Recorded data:

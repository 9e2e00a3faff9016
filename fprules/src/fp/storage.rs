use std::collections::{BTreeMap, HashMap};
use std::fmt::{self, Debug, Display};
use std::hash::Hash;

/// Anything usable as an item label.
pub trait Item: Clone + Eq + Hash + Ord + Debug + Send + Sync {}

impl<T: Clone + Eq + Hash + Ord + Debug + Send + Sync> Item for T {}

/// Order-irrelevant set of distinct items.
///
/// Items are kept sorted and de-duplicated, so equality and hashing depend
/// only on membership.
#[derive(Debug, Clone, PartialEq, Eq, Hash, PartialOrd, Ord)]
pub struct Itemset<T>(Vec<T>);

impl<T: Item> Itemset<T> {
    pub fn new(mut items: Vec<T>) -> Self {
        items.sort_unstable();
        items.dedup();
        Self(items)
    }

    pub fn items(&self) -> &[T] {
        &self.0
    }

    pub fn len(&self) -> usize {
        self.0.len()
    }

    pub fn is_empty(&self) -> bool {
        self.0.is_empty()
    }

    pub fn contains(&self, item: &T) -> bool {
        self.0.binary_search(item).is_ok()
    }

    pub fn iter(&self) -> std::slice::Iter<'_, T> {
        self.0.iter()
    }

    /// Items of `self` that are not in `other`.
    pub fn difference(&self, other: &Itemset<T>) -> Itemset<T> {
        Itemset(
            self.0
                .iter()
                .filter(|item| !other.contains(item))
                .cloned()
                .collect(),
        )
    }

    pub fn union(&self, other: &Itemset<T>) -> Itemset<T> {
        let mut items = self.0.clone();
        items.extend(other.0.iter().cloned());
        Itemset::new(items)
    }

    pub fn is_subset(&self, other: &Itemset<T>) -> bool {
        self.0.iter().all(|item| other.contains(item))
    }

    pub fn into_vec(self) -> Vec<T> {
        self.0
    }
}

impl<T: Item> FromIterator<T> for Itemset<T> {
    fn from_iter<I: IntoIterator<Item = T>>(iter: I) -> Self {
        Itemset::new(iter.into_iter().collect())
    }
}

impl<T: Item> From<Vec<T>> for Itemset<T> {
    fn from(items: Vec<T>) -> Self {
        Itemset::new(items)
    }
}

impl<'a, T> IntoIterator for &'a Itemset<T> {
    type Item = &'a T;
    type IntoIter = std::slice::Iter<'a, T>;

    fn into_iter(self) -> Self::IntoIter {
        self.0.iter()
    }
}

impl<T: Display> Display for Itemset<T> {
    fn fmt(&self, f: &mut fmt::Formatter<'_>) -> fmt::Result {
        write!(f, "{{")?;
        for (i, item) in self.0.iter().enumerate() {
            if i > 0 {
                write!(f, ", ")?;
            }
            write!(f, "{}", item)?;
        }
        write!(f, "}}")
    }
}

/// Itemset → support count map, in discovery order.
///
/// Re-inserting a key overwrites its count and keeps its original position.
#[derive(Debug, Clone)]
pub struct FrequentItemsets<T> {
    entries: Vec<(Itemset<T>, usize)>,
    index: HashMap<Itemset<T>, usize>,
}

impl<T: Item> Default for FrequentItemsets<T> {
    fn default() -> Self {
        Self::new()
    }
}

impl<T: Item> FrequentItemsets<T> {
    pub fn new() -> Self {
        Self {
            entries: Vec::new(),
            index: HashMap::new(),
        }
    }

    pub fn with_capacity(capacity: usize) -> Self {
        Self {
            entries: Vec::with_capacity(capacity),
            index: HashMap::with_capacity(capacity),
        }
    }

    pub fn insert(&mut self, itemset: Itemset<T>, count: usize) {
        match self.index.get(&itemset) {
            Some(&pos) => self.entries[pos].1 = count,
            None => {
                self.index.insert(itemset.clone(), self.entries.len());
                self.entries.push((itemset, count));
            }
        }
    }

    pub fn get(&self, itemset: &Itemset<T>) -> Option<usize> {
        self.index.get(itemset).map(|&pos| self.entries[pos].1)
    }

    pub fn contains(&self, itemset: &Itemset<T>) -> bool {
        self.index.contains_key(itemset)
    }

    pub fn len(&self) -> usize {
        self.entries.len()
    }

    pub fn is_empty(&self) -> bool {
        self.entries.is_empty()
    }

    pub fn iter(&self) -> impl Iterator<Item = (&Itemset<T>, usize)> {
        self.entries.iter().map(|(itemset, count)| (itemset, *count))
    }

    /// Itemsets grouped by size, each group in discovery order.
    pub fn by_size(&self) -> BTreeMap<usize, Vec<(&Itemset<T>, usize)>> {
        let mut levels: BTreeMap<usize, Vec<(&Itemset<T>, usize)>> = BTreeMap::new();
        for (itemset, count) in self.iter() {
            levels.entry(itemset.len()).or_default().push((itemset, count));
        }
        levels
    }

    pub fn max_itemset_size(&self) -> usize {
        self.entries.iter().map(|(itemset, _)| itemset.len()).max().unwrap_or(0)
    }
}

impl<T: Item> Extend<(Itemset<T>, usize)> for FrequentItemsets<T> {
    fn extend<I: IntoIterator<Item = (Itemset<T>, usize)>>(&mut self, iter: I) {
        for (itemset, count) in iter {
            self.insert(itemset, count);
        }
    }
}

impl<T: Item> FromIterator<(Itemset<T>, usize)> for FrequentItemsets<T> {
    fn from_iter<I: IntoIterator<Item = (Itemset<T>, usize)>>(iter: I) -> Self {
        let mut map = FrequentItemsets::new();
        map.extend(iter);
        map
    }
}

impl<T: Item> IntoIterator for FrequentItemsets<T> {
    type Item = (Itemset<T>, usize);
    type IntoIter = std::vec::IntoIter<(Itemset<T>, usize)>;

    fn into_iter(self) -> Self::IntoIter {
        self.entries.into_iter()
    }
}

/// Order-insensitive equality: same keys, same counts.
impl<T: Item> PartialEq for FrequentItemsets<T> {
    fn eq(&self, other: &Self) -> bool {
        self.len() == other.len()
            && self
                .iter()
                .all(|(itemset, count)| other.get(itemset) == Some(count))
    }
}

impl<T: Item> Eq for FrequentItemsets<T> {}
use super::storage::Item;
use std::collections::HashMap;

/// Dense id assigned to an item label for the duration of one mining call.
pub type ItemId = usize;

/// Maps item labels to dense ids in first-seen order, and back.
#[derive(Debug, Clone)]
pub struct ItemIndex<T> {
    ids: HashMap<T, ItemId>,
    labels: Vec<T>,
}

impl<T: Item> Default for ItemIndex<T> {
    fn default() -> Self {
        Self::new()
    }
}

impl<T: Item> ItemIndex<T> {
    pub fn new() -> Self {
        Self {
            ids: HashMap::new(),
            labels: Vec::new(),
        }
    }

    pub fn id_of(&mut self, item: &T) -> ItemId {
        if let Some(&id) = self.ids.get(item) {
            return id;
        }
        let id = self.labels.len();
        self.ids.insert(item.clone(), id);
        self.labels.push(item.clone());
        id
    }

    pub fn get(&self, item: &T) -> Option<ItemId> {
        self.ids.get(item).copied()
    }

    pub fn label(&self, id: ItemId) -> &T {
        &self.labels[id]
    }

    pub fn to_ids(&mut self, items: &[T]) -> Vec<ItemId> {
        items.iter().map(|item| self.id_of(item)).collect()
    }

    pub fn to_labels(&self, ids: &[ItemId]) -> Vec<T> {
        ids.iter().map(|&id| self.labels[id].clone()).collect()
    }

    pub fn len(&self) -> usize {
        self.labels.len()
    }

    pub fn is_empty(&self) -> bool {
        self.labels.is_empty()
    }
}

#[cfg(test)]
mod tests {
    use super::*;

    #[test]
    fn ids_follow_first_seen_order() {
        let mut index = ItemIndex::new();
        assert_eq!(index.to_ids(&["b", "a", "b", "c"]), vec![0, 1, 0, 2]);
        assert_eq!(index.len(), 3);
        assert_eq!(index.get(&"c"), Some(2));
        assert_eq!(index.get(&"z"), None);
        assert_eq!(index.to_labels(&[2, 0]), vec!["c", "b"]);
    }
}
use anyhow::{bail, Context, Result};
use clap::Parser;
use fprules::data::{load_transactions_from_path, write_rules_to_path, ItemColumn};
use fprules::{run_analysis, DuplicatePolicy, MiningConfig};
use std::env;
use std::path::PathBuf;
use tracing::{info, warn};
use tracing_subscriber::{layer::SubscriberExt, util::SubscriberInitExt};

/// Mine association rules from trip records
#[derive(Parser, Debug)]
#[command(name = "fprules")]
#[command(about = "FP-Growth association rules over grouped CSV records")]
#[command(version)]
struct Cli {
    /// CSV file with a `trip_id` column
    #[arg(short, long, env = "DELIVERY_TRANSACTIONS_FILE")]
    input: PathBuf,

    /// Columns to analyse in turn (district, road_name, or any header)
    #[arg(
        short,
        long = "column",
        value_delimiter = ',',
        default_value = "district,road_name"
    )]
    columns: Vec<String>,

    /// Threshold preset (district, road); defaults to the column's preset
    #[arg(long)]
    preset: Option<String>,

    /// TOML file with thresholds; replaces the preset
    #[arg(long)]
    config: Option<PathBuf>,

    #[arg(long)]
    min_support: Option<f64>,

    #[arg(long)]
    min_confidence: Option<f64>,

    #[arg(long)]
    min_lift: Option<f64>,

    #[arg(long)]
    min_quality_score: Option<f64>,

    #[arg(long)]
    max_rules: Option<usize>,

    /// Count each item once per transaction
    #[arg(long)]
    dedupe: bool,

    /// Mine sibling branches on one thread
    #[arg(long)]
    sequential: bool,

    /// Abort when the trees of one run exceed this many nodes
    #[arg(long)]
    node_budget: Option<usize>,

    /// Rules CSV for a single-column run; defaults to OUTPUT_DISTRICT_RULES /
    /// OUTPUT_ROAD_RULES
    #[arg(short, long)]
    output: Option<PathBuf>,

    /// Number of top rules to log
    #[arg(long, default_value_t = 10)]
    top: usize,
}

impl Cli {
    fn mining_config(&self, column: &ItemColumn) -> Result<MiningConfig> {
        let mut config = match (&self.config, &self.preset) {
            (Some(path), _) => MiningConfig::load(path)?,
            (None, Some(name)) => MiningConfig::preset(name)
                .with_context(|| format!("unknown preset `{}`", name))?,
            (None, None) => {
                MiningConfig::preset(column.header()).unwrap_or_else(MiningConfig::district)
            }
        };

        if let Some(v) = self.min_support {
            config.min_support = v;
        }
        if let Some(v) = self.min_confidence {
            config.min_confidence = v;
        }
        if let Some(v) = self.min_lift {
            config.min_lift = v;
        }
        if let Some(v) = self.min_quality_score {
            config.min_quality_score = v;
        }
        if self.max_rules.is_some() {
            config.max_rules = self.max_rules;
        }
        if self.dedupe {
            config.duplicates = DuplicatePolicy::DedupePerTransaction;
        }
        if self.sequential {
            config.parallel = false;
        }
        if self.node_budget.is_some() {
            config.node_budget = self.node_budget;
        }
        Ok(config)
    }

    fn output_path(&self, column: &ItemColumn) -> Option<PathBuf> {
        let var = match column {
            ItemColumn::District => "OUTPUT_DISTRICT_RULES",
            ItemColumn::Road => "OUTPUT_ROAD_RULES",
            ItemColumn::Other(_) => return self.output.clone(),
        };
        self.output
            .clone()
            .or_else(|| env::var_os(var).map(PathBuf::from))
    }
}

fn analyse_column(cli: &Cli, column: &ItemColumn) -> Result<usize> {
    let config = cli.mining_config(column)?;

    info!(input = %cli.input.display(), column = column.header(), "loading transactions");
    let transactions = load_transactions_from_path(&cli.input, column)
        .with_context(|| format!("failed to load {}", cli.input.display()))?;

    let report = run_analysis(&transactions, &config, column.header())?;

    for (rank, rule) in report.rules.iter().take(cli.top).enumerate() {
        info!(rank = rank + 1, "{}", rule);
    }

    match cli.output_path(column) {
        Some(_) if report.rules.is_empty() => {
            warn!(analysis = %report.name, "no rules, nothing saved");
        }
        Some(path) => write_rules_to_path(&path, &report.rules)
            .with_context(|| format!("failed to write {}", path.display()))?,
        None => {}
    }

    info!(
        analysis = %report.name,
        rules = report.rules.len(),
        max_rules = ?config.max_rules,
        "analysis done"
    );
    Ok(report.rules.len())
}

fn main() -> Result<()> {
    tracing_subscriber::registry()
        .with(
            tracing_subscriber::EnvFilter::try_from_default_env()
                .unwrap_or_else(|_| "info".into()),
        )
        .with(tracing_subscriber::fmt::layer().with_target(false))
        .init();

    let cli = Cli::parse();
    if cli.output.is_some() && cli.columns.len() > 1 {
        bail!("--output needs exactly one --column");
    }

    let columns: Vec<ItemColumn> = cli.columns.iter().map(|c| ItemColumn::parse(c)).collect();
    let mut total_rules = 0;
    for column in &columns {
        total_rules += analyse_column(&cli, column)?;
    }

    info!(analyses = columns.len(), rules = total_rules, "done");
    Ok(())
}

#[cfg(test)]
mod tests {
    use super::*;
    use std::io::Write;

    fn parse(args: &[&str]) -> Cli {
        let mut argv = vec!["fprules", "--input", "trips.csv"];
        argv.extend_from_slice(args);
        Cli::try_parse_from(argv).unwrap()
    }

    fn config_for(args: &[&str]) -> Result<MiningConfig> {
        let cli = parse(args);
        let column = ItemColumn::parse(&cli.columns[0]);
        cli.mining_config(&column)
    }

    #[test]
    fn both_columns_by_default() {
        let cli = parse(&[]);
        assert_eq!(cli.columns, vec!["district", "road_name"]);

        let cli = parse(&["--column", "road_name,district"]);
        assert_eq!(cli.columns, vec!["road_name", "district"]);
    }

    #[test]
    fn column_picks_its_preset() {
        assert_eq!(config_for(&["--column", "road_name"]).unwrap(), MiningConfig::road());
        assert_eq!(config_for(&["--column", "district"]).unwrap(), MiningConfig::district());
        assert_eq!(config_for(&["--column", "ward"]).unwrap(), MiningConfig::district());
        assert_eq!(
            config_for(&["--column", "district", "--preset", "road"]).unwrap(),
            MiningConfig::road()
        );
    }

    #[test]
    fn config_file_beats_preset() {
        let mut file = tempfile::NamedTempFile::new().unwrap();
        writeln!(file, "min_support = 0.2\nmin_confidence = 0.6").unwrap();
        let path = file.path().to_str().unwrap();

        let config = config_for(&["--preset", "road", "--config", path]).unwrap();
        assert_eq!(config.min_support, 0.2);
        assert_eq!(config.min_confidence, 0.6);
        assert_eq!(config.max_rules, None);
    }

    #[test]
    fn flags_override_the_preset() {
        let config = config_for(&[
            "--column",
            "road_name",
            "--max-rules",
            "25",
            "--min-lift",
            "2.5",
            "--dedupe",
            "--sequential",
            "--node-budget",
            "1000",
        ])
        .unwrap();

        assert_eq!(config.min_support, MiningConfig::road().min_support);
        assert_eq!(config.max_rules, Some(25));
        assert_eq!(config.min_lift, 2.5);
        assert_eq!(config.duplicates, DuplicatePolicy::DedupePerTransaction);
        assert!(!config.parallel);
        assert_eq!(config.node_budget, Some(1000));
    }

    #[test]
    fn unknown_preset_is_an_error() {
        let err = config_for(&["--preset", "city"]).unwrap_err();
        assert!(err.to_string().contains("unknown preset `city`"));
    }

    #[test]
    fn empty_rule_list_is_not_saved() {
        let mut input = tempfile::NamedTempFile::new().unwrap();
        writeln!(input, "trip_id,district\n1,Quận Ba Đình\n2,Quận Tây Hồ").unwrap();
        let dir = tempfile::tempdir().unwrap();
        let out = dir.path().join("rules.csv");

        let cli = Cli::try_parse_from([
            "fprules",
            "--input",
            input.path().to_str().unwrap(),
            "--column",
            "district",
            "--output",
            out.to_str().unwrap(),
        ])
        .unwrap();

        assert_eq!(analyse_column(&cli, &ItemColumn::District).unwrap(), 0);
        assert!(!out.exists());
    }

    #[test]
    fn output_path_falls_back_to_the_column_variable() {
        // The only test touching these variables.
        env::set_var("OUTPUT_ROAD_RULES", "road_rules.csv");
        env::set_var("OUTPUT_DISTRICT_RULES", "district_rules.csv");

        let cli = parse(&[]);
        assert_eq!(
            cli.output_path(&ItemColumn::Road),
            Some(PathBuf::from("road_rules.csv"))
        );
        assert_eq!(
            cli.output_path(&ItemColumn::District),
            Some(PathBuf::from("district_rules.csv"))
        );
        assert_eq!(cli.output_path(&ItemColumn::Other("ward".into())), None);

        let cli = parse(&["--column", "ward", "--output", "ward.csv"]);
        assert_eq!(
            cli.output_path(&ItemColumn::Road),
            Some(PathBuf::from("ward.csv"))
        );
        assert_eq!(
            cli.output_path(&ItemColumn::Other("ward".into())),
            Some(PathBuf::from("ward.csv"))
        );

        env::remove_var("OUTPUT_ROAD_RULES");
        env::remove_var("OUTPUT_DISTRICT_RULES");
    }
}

--

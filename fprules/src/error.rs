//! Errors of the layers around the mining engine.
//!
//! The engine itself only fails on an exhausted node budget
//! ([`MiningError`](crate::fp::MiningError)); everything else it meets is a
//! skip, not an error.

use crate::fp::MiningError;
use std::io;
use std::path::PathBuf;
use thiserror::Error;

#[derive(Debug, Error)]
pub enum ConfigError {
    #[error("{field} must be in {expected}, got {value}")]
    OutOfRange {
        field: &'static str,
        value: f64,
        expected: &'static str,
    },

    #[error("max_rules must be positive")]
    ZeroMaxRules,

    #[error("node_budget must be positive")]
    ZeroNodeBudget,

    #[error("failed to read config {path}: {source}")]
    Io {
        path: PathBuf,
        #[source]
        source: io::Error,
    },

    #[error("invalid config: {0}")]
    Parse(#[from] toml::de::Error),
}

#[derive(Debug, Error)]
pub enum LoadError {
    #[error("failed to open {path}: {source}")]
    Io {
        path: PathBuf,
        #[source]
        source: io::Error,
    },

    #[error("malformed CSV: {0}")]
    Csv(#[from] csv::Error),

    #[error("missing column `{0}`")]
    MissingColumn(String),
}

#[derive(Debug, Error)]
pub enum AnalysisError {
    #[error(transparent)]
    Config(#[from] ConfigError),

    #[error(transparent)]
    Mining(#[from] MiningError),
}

> DIRECTIONS
Nothing should appear in the answer except the lines above from the line with "repository 9e2e00a3faff9016" through the line with "pub trait Item: Clone", both included, written out exactly.

> ANSWER AREA
repository 9e2e00a3faff9016
filename fprules/src/fp/storage.rs
use std::collections::{BTreeMap, HashMap};
use std::fmt::{self, Debug, Display};
use std::hash::Hash;

/// Anything usable as an item label.
pub trait Item: Clone + Eq + Hash + Ord + Debug + Send + Sync {}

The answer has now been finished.